Utilization of the Thermal Hydrolysis Process (THP) to treat sludge before anaerobic digestion has been practiced since 1995. There are many benefits to this process including improved digestion performance, the ability to feed digesters at a higher solids concentration thereby reducing needed digestion volume by 50% or more, a reduction in the quantity of solids remaining after digestion, improved dewatering, and production of a low odor Class A exceptional quality (EQ) biosolids cake product (Barber, 2020). There are now more than 70 full scale THP plants operating worldwide with at least 20 more in construction or design that utilize this process.

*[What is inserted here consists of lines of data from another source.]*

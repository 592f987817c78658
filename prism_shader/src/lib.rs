/*!
# Prism Shader

Backend-agnostic shader programs for OpenGL, OpenGL ES and Metal.

A `Shader` compiles a vertex + fragment program through a backend `Device`,
reflects its interface into a name-indexed registry of typed parameters, and
drives the `begin` / `draw_array` / `end` protocol. Values are checked
against the program's declarations on the CPU and uploaded once per pass,
only when they changed.

## Architecture

- **Device**: backend factory trait (`GlDevice`, `MetalDevice` in the backend crates)
- **Program**: compiled program trait driven by `Shader`
- **BufferResource / Texture / RenderPass**: opaque backend handles
- **Shader**: parameter registry and draw protocol
- **UniformValue**: classification of Rust values into element type + shape

Backend crates implement these traits; call sites only use this crate's types.
*/

// Internal modules
mod error;
mod config;
pub mod log;
pub mod types;
pub mod backend;
pub mod shader;

// Main prism namespace module
pub mod prism {
    // Error types
    pub use crate::error::{Error, Result};

    // Configuration
    pub use crate::config::Config;

    // Shader and its registry
    pub use crate::shader::{Shader, ActiveShader, DrawState, Buffer, BufferType, PrimitiveType, BlendMode, INDICES};

    // Element types
    pub use crate::types::{VariableType, Scalar, UniformValue, UniformData, NdArray, variable_type_of, type_size, type_name, shape_size};

    // Backend traits
    pub use crate::backend::{Device, Program, BufferResource, Texture, RenderPass, Backend};

    // Logging sub-module (types only, NOT macros)
    pub mod log {
        pub use crate::log::{Logger, LogEntry, LogSeverity, DefaultLogger, set_logger, reset_logger};
    }

    // Backend sub-module with the types backend crates implement against
    pub mod backend {
        pub use crate::backend::*;
    }
}

// Re-export math library at crate root
pub use glam;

One of the challenges that remains regarding implementation of the process is that even though a low odor Class A EQ biosolids is produced, the dewatered cake at 30% solids still looks like Class B biosolids cake and must be land applied on agricultural farmland, usually at a significant distance from the plant. Work has been done using simple windrowing to air dry thermally hydrolyzed biosolids cake to approximately 55-60% solids to produce a more soil-like material (Brower et.al., 2018). The air-dried biosolids product can then be more readily used in landscape and horticulture applications. However, the windrow air drying process can take 3-6 weeks or longer, requires a significant amount of covered land area, regular turning of the windrows to achieve the necessary level of drying, and includes risk of odor concerns due to the large area and frequent pile turning.

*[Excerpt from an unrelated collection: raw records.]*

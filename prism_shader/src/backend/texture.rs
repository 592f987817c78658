/// Texture handle trait
///
/// Texture creation and upload live outside this crate. A shader only needs an
/// opaque handle that the backend which created it can downcast.

use std::any::Any;

/// Backend texture handle
///
/// Shared between shaders through `Arc<dyn Texture>`.
pub trait Texture: Any {
    /// Texture size in pixels (width, height)
    fn size(&self) -> (u32, u32);

    /// Downcast access for the backend that created the texture
    fn as_any(&self) -> &dyn Any;
}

A simplified intensification process has been developed called Dune that takes advantage of the natural biological process to generate heat and to achieve drying of THP dewatered cake to 55-60% solids in less than 2 weeks (Figures 1 and 2). This process requires only a fraction of the space (approximately one third) required by windrow air drying while significantly reducing ammonia and odor emissions. The Dune process has been successfully demonstrated at field scale at two THP solids processing facilities: one in the US and one in the UK (Figures 3 and 4). A third field scale demonstration is in progress with the results being available before the transcript is due. The process uses a portion of previously biologically dried THP cake blended with fresh wet THP cake to produce a mixture that has adequate porosity and bulk density to allow for forced ventilation in an aerated static pile configuration.

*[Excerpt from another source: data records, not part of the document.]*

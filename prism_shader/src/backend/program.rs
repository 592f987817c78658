/// Program trait and the data exchanged between a `Shader` and its backend

use std::any::Any;
use bitflags::bitflags;
use rustc_hash::FxHashMap;
use crate::error::Result;
use crate::types::VariableType;
use crate::shader::{BlendMode, BufferType, PrimitiveType};
use crate::backend::Texture;

bitflags! {
    /// Pipeline stages that declare a parameter
    #[derive(Debug, Clone, Copy, PartialEq, Eq, Hash)]
    pub struct ShaderStages: u8 {
        const VERTEX = 0b01;
        const FRAGMENT = 0b10;
        const ALL = Self::VERTEX.bits() | Self::FRAGMENT.bits();
    }
}

/// Everything a backend needs to build a program
#[derive(Debug, Clone, Copy)]
pub struct ProgramDesc<'a> {
    /// Display name, used in logs and error messages
    pub name: &'a str,
    /// Vertex stage source (GLSL or MSL depending on the backend)
    pub vertex_source: &'a str,
    /// Fragment stage source
    pub fragment_source: &'a str,
    /// Blending applied to the color attachment
    pub blend_mode: BlendMode,
}

/// One parameter declared by the compiled program
#[derive(Debug, Clone, PartialEq)]
pub struct DeclaredParameter {
    pub name: String,
    pub buffer_type: BufferType,
    /// Backend binding slot (attribute location, uniform location, texture
    /// unit or argument table index)
    pub index: u32,
    pub stages: ShaderStages,
    /// Element type and element count declared in the source, when the
    /// backend can reflect them (e.g. `vec3` => `(Float32, 3)`)
    pub expected: Option<(VariableType, usize)>,
}

/// Reflected interface of a compiled program
#[derive(Debug, Clone, Default)]
pub struct ProgramReflection {
    parameters: Vec<DeclaredParameter>,
    by_name: FxHashMap<String, usize>,
}

impl ProgramReflection {
    pub fn new() -> Self {
        Self::default()
    }

    /// Add a parameter, replacing an earlier declaration with the same name
    pub fn push(&mut self, parameter: DeclaredParameter) {
        match self.by_name.get(&parameter.name) {
            Some(&position) => self.parameters[position] = parameter,
            None => {
                self.by_name.insert(parameter.name.clone(), self.parameters.len());
                self.parameters.push(parameter);
            }
        }
    }

    pub fn get(&self, name: &str) -> Option<&DeclaredParameter> {
        self.by_name.get(name).map(|&position| &self.parameters[position])
    }

    pub fn contains(&self, name: &str) -> bool {
        self.by_name.contains_key(name)
    }

    /// Parameters in declaration order
    pub fn parameters(&self) -> &[DeclaredParameter] {
        &self.parameters
    }

    pub fn len(&self) -> usize {
        self.parameters.len()
    }

    pub fn is_empty(&self) -> bool {
        self.parameters.is_empty()
    }
}

/// Where a parameter is bound
#[derive(Debug, Clone, Copy, PartialEq, Eq)]
pub struct Binding<'a> {
    pub name: &'a str,
    pub buffer_type: BufferType,
    pub index: u32,
}

/// Borrowed view of a registry record's buffer payload
#[derive(Debug, Clone, Copy)]
pub struct BufferView<'a> {
    pub binding: Binding<'a>,
    pub dtype: VariableType,
    pub ndim: usize,
    pub shape: [usize; 3],
    pub bytes: &'a [u8],
}

impl BufferView<'_> {
    /// Number of scalar elements in the payload
    pub fn element_count(&self) -> usize {
        self.shape[..self.ndim].iter().product()
    }
}

/// GPU-side storage created by a backend for one registry record
///
/// Released when dropped.
pub trait BufferResource: Any {
    /// Size in bytes of the GPU allocation
    fn size(&self) -> usize;

    /// Downcast access for the backend that created the resource
    fn as_any(&self) -> &dyn Any;
}

/// Compiled program of one backend
///
/// `Shader` drives a program through the following sequence each pass:
/// `activate` → (`allocate` | `update`) for dirty records → `bind` /
/// `bind_texture` for every record → `draw`* → `deactivate`.
pub trait Program: Any {
    /// Declared interface, computed once at creation
    fn reflection(&self) -> &ProgramReflection;

    /// Make the program current and apply the blend mode
    fn activate(&mut self, blend_mode: BlendMode) -> Result<()>;

    /// Create GPU storage sized for `view` and fill it
    fn allocate(&mut self, view: &BufferView<'_>) -> Result<Box<dyn BufferResource>>;

    /// Rewrite the contents of an existing allocation of the same size
    fn update(&mut self, resource: &dyn BufferResource, view: &BufferView<'_>) -> Result<()>;

    /// Attach a buffer record to its slot for the current pass
    ///
    /// `dirty` is set when the payload changed since the previous pass.
    fn bind(&mut self, view: &BufferView<'_>, resource: &dyn BufferResource, dirty: bool) -> Result<()>;

    /// Attach a texture to its slot for the current pass
    fn bind_texture(&mut self, binding: Binding<'_>, texture: &dyn Texture) -> Result<()>;

    /// Issue a draw call
    ///
    /// `indices` is the index buffer resource for indexed draws.
    fn draw(
        &mut self,
        primitive: PrimitiveType,
        offset: usize,
        count: usize,
        indices: Option<&dyn BufferResource>,
    ) -> Result<()>;

    /// Release the pipeline state set by `activate`
    fn deactivate(&mut self) -> Result<()>;

    /// Downcast access to the concrete program, for native handles
    fn as_any(&self) -> &dyn Any;
}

Results of these field scale trials prove that sufficient energy remains within the dewatered THP cake to continue biological degradation with naturally occurring aerobic microorganisms present within the recycled dried THP cake. No external amendments are required. A major by-product of this continued biological degradation process is heat. By providing aeration to maintain aerobic conditions within the mass of the mixed materials, temperatures rapidly rise, and moisture is removed. The result is that the tonnage of the solids can be reduced by 50% which in turn will reduce costs of hauling and land application by 50% or more. In addition, the characteristics of the dried product are like a well stabilized compost or soil that can be utilized in horticultural applications such as landscaping, turf, and ornamental gardens instead of only agricultural farmland (Table 1). The product pH transitioned from slightly basic to just below neutral, the carbon dioxide respiration rate significantly reduced indicating more stability, and a slight decrease in volatile solids occurred showing further volatile solids reduction. These changes in the biosolids characteristics while maintaining Class A biosolids status allows for multiple products uses instead of only in agriculture, thus opening different product markets. Another benefit of the process is that by changing the conditions of the biosolids from anaerobic to aerobic, methane emissions from the stockpile of material are almost immediately stopped. Emissions testing of the process demonstrated a drastic reduction in methane emissions (Figure 5) and potential GHG reductions when compared to conventional storage of dewatered THP cake prior to land application.

The authors are performing a third field scale demonstration at another full scale THP facility in the first quarter of 2025. The testing results of that demonstration will be also reported in the final manuscript and presented at the conference. This presentation will provide a description of the Dune process and discuss results of the field scale demonstrations including the impact on product quality, product quantity, and methane emissions as compared to the conventional method of storing THP biosolids cake. O&M cost comparisons will also be provided showing the cost-benefit of full-scale application of the Dune drying intensification process to Class A THP cake compared to windrow drying or storage of cake without drying.